Long-term Treatment of Atopic Dermatitis With Pimecrolimus Cream 1% in Infants Does Not Interfere With the Development of Protective Antibodies After Vaccination
Purpose of the Study. To examine if pimecrolimus 1% cream in the treatment of atopic dermatitis would have any effect on vaccinations.
Study Population. A total of 91 children with mild-to-severe atopic dermatitis (AD), aged 3 to 23 months at enrollment.
Methods. Children were enrolled in a 1-year double-blind study (76 children received pimecrolimus, and 15 children received placebo). All 91 children were enrolled in a 1-year open-label extension study of pimecrolimus 1% cream. Patients were treated with either pimecrolimus 1% cream or placebo for initial symptoms, and more potent topical corticosteroids were used for flares not prevented by pimecrolimus 1% cream. Patients were vaccinated at normal scheduled times (4 doses of tetanus and diphtheria and 1 or 2 doses of measles and rubella). Response was evaluated at months 18 and 24 of the 2-year period.
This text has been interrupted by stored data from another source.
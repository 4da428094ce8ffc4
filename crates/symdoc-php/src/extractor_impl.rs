//! Implementation of the SymbolExtractor trait for PHP

use std::sync::Mutex;
use std::time::{Duration, Instant};

use symdoc_extractor_api::normalizer;
use symdoc_extractor_api::{
    ExtractError, ExtractResult, Extraction, ExtractorConfig, ExtractorMetrics, Language,
    SourceUnit, SymbolExtractor,
};

use crate::extractor;

/// PHP language extractor implementing the SymbolExtractor trait
pub struct PhpExtractor {
    config: ExtractorConfig,
    metrics: Mutex<ExtractorMetrics>,
}

impl PhpExtractor {
    /// Create a new PHP extractor with default configuration
    pub fn new() -> Self {
        Self {
            config: ExtractorConfig::default(),
            metrics: Mutex::new(ExtractorMetrics::default()),
        }
    }

    /// Create a new PHP extractor with custom configuration
    pub fn with_config(config: ExtractorConfig) -> Self {
        Self {
            config,
            metrics: Mutex::new(ExtractorMetrics::default()),
        }
    }

    /// Update metrics after extracting a unit
    fn update_metrics(&self, success: bool, truncated: bool, duration: Duration, symbols: usize) {
        let mut metrics = self.metrics.lock().unwrap();
        metrics.units_attempted += 1;
        if success {
            metrics.units_succeeded += 1;
        } else {
            metrics.units_failed += 1;
        }
        if truncated {
            metrics.units_truncated += 1;
        }
        metrics.total_extract_time += duration;
        metrics.total_symbols += symbols;
    }
}

impl Default for PhpExtractor {
    fn default() -> Self {
        Self::new()
    }
}

impl SymbolExtractor for PhpExtractor {
    fn language(&self) -> Language {
        Language::Php
    }

    fn file_extensions(&self) -> &[&str] {
        &[".php", ".php5", ".phtml"]
    }

    fn extract_unit(&self, unit: &SourceUnit) -> ExtractResult<Extraction> {
        let start = Instant::now();

        if unit.language != Language::Php {
            return Err(ExtractError::LanguageMismatch {
                origin: unit.origin.clone(),
                expected: Language::Php,
                actual: unit.language,
            });
        }

        if unit.byte_count() > self.config.max_unit_size {
            return Err(ExtractError::UnitTooLarge(
                unit.origin.clone(),
                unit.byte_count(),
            ));
        }

        let result = extractor::extract(unit, &self.config)
            .and_then(|raw_unit| normalizer::build_extraction(&raw_unit, unit, &self.config));

        let duration = start.elapsed();
        match result {
            Ok(mut extraction) => {
                extraction.extract_time = duration;
                self.update_metrics(true, extraction.truncated, duration, extraction.symbol_count());
                Ok(extraction)
            }
            Err(e) => {
                self.update_metrics(false, false, duration, 0);
                Err(e)
            }
        }
    }

    fn config(&self) -> &ExtractorConfig {
        &self.config
    }

    fn metrics(&self) -> ExtractorMetrics {
        self.metrics.lock().unwrap().clone()
    }

    fn reset_metrics(&mut self) {
        *self.metrics.lock().unwrap() = ExtractorMetrics::default();
    }
}

#[cfg(test)]
mod tests {
    use super::*;

    #[test]
    fn test_language() {
        let extractor = PhpExtractor::new();
        assert_eq!(extractor.language(), Language::Php);
    }

    #[test]
    fn test_file_extensions() {
        let extractor = PhpExtractor::new();
        assert_eq!(extractor.file_extensions(), &[".php", ".php5", ".phtml"]);
    }

    #[test]
    fn test_can_extract() {
        let extractor = PhpExtractor::new();
        assert!(extractor.can_extract("index.php"));
        assert!(extractor.can_extract("view.phtml"));
        assert!(!extractor.can_extract("app.ts"));
    }

    #[test]
    fn test_language_mismatch_rejected() {
        let extractor = PhpExtractor::new();
        let unit = SourceUnit::new(Language::Typescript, "const x = 1;", "x.ts");
        let err = extractor.extract_unit(&unit).unwrap_err();
        assert!(matches!(err, ExtractError::LanguageMismatch { .. }));
    }

    #[test]
    fn test_unit_too_large_rejected() {
        let config = ExtractorConfig::default().with_max_unit_size(8);
        let extractor = PhpExtractor::with_config(config);
        let unit = SourceUnit::new(Language::Php, "<?php function f() {}", "big.php");
        let err = extractor.extract_unit(&unit).unwrap_err();
        assert!(matches!(err, ExtractError::UnitTooLarge(_, _)));
    }

    #[test]
    fn test_metrics_accumulate() {
        let extractor = PhpExtractor::new();
        let unit = SourceUnit::new(Language::Php, "<?php function f() {}", "f.php");
        extractor.extract_unit(&unit).unwrap();
        extractor.extract_unit(&unit).unwrap();

        let metrics = extractor.metrics();
        assert_eq!(metrics.units_attempted, 2);
        assert_eq!(metrics.units_succeeded, 2);
        assert_eq!(metrics.total_symbols, 2);
    }

    #[test]
    fn test_reset_metrics() {
        let mut extractor = PhpExtractor::new();
        let unit = SourceUnit::new(Language::Php, "<?php function f() {}", "f.php");
        extractor.extract_unit(&unit).unwrap();
        extractor.reset_metrics();
        assert_eq!(extractor.metrics().units_attempted, 0);
    }
}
Results. The seropositivity rates of 93.6% for tetanus, 88.6% for diphtheria, 88.5% for measles, and 84.4% for rubella were comparable with those reported in the literature. Seropositivity was not significantly affected by the use of pimecrolimus at the time of vaccinations (±28 days). These seropositivity rates were within the ranges of 87% to 100% for tetanus, 83.3% to 99.3 for diphtheria, 60.5% to 97.1% for measles, and 55.6% to 88.1% for rubella, similar to those reported in age-matched pediatric populations.
Conclusion. Topical pimecrolimus in the treatment of atopic dermatitis had no effect on the response to routine childhood vaccination.
Reviewer Comments. Topical pimecrolimus, similar to topical tacrolimus (J Am Acad Dermatol. 2005;53[2 suppl 2]:S206–S213), had no effect on routine childhood vaccination. These topical calcineurin inhibitors did not affect basic B-cell function as measured by postvaccination titers.